Collected data entries:
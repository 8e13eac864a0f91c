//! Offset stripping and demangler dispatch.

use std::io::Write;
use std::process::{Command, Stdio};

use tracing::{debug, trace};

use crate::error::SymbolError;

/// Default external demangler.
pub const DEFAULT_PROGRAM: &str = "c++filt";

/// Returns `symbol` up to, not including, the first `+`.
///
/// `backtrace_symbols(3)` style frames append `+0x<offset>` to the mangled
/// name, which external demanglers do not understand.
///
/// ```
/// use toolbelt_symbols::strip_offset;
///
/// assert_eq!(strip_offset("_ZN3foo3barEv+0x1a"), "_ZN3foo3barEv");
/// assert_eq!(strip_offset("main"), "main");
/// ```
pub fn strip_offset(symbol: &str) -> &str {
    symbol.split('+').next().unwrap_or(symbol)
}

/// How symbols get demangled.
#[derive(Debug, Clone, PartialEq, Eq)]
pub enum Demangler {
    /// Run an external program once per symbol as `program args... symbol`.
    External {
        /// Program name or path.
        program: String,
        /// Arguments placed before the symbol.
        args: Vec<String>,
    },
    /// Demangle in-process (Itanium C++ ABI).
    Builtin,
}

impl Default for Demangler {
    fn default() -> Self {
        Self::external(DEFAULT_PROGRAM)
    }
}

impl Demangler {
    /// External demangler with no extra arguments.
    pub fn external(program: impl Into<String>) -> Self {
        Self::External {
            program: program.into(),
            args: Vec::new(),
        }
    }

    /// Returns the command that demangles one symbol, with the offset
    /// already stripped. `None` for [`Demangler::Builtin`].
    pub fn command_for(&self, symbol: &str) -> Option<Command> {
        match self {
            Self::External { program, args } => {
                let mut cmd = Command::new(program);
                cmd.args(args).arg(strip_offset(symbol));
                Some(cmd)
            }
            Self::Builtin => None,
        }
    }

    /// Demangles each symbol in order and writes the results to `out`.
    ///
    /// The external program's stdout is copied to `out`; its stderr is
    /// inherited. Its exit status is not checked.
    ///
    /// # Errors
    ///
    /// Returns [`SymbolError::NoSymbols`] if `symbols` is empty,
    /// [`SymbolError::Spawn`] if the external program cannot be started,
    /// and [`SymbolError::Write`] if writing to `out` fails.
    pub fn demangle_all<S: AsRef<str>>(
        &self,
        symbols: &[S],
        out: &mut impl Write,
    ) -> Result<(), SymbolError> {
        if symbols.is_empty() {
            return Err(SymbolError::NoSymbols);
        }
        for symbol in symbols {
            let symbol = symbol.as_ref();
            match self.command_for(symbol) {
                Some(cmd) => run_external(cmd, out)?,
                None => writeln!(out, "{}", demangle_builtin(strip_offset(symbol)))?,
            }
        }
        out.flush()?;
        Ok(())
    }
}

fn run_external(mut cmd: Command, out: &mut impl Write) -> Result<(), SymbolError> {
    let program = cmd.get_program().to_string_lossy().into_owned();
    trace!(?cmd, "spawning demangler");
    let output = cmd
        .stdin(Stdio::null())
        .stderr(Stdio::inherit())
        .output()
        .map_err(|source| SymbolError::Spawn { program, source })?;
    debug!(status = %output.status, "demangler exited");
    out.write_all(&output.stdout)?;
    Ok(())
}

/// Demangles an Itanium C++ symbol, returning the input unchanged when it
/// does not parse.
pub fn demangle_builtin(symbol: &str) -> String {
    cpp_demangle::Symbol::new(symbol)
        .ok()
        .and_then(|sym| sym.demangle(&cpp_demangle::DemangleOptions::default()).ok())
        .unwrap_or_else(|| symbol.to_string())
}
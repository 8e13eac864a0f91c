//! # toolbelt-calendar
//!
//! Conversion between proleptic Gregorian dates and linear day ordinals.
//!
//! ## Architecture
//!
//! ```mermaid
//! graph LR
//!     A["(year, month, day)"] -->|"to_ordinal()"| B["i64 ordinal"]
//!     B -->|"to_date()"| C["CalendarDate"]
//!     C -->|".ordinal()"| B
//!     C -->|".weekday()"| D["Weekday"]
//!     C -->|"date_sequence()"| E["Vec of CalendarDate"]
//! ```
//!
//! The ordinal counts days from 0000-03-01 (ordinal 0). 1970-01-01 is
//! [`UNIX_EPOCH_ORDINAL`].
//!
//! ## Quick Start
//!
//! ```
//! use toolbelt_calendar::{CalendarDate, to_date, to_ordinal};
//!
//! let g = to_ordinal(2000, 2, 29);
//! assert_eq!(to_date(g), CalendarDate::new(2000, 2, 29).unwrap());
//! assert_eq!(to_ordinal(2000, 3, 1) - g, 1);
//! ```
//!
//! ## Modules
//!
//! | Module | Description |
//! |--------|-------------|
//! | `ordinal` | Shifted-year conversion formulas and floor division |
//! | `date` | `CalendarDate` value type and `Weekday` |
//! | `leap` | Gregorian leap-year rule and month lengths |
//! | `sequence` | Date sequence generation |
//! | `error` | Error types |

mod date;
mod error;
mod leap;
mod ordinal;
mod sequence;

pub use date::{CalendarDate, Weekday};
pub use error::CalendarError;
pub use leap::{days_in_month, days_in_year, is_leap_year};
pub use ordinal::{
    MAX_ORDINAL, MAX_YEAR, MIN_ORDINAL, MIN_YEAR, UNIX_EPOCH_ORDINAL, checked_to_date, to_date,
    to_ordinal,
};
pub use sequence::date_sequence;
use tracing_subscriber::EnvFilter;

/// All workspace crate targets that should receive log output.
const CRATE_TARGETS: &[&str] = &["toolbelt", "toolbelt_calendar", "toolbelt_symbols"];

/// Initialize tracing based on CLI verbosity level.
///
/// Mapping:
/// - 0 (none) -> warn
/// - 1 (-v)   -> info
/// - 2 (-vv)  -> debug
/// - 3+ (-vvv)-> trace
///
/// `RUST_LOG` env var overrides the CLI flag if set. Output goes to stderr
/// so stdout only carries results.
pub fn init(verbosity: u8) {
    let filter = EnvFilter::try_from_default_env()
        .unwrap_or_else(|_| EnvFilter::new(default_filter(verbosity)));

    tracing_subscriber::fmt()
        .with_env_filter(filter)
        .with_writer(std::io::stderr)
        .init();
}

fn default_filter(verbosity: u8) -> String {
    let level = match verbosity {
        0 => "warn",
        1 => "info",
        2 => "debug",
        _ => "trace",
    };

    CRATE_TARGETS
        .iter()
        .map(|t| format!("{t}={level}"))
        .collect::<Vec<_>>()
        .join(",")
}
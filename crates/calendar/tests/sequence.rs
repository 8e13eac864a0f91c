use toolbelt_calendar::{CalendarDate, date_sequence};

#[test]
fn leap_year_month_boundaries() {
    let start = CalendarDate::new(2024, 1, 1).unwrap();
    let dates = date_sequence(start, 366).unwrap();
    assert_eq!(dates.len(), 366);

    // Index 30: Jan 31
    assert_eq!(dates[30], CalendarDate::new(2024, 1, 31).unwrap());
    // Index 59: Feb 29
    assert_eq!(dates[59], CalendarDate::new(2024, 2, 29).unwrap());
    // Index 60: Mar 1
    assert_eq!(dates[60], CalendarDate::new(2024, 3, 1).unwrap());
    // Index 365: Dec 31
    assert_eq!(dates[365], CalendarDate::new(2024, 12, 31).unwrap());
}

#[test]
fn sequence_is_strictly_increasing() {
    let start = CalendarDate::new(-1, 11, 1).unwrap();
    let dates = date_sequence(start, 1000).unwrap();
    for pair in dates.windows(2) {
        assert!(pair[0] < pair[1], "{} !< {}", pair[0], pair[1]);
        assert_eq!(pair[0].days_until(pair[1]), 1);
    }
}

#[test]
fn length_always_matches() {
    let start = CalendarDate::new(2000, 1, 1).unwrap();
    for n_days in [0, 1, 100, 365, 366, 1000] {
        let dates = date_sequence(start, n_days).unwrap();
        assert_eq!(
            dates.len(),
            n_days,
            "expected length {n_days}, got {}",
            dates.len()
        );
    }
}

YOUR TASK>
Find the lines above holding the word "EnvFilter" and show them.

ANSWER BELOW>
use tracing_subscriber::EnvFilter;
    let filter = EnvFilter::try_from_default_env()
        .unwrap_or_else(|_| EnvFilter::new(default_filter(verbosity)));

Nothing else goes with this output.